05.07.2004

EINGETAUCHT

RFID-Chips "wachsen" in Lösungsbad

Die britische Firma QinetiQ hat einen neuen, umweltfreundlichen Weg gefunden, um Metall für Schaltkreise oder Antennen "wachsen" zu lassen.

Damit können Antennen für kleine Handys oder Funkchips [Radio Frequency Identification - RFID] rasch und kostengünstig hergestellt werden.

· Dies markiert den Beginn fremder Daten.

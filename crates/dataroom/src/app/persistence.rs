//! Tree persistence on top of a key-value slot.

use serde::Deserialize;
use thiserror::Error;

use crate::domain::model::Tree;
use crate::domain::tree::MAX_DEPTH;
use crate::infra::storage::{KeyValueStore, StorageError};

/// Slot holding the serialized tree.
pub const STORAGE_KEY: &str = "data-room-mvp-v1";

#[derive(Debug, Error)]
pub enum PersistenceError {
    #[error(transparent)]
    Storage(#[from] StorageError),
    #[error("failed to serialize tree: {0}")]
    Serialize(#[source] serde_json::Error),
    #[error("stored tree is unreadable: {0}")]
    Corrupt(#[source] serde_json::Error),
    #[error("stored tree nests {depth} levels deep, more than {max} allowed")]
    TooDeep { depth: usize, max: usize },
}

/// JSON nesting of a tree at [`MAX_DEPTH`]: each folder takes an object and a
/// `children` array, plus the root and the files in the deepest folder.
const MAX_JSON_NESTING: usize = 2 * MAX_DEPTH + 3;

/// Loads and saves the whole tree as JSON under [`STORAGE_KEY`].
#[derive(Debug, Clone)]
pub struct TreeRepository<S> {
    store: S,
    root_name: String,
}

impl<S: KeyValueStore> TreeRepository<S> {
    pub fn new(store: S) -> Self {
        Self {
            store,
            root_name: crate::domain::model::DEFAULT_ROOT_NAME.to_owned(),
        }
    }

    /// Name given to the root when a fresh tree has to be created.
    pub fn with_root_name(mut self, name: impl Into<String>) -> Self {
        self.root_name = name.into();
        self
    }

    pub fn store(&self) -> &S {
        &self.store
    }

    /// Read the stored tree; `Ok(None)` when nothing was saved yet.
    pub fn try_load(&self) -> Result<Option<Tree>, PersistenceError> {
        let Some(raw) = self.store.get(STORAGE_KEY)? else {
            return Ok(None);
        };
        if raw.trim().is_empty() {
            return Ok(None);
        }
        let depth = json_nesting(&raw);
        if depth > MAX_JSON_NESTING {
            return Err(PersistenceError::TooDeep {
                depth,
                max: MAX_JSON_NESTING,
            });
        }
        let mut deserializer = serde_json::Deserializer::from_str(&raw);
        deserializer.disable_recursion_limit();
        let tree = Tree::deserialize(&mut deserializer).map_err(PersistenceError::Corrupt)?;
        deserializer.end().map_err(PersistenceError::Corrupt)?;
        Ok(Some(tree))
    }

    /// Read the stored tree, falling back to a fresh one on any failure.
    pub fn load(&self) -> Tree {
        match self.try_load() {
            Ok(Some(tree)) => {
                tracing::debug!(nodes = tree.len(), "loaded stored tree");
                tree
            }
            Ok(None) => {
                tracing::info!("no stored tree, starting fresh");
                self.fresh()
            }
            Err(err) => {
                tracing::warn!(error = %err, "discarding stored tree");
                self.fresh()
            }
        }
    }

    /// Serialize `tree` into the slot.
    pub fn save(&mut self, tree: &Tree) -> Result<(), PersistenceError> {
        let data = serde_json::to_string(tree).map_err(PersistenceError::Serialize)?;
        self.store.set(STORAGE_KEY, &data)?;
        tracing::debug!(bytes = data.len(), "saved tree");
        Ok(())
    }

    fn fresh(&self) -> Tree {
        Tree::with_root_name(self.root_name.clone())
    }
}

/// Deepest object/array nesting in `raw`, ignoring brackets inside strings.
fn json_nesting(raw: &str) -> usize {
    let (mut depth, mut deepest) = (0usize, 0usize);
    let (mut in_string, mut escaped) = (false, false);
    for byte in raw.bytes() {
        if in_string {
            match byte {
                _ if escaped => escaped = false,
                b'\\' => escaped = true,
                b'"' => in_string = false,
                _ => {}
            }
            continue;
        }
        match byte {
            b'"' => in_string = true,
            b'{' | b'[' => {
                depth += 1;
                deepest = deepest.max(depth);
            }
            b'}' | b']' => depth = depth.saturating_sub(1),
            _ => {}
        }
    }
    deepest
}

Vor allem RFID-Chips sind derzeit noch relativ kostenintensiv in der Herstellung.

Dabei wird eine spezielle Tinte auf eine wasserfeste Oberfläche aufgebracht, die dann in eine chemische Lösung eingetaucht wird. Die Tinte zieht die in der Lösung gelösten Metallteile an, die Schaltkreise beginnen zu wachsen.

Das Geheimnis liegt dabei in der Tinte, deren Rezept erwartungsgemäß geheim gehalten wird.

Das "Metalldrucken" ist laut Angaben bis zu 50 Prozent billiger als die konventionelle Methode über ein Säurebad. Zudem fallen keine giftigen oder schwer entsorgbaren Abfallstoffe an.

Die Lösung selbst hält zwischen sechs bis acht Monaten und ist laut QinetiQ nicht giftig. Das bedeutet, dass bei der Produktion keine besonderen Schutzanzüge getragen werden müssen und die Arbeiter ohne Gesundheitsgefährdung im selben Raum bleiben können.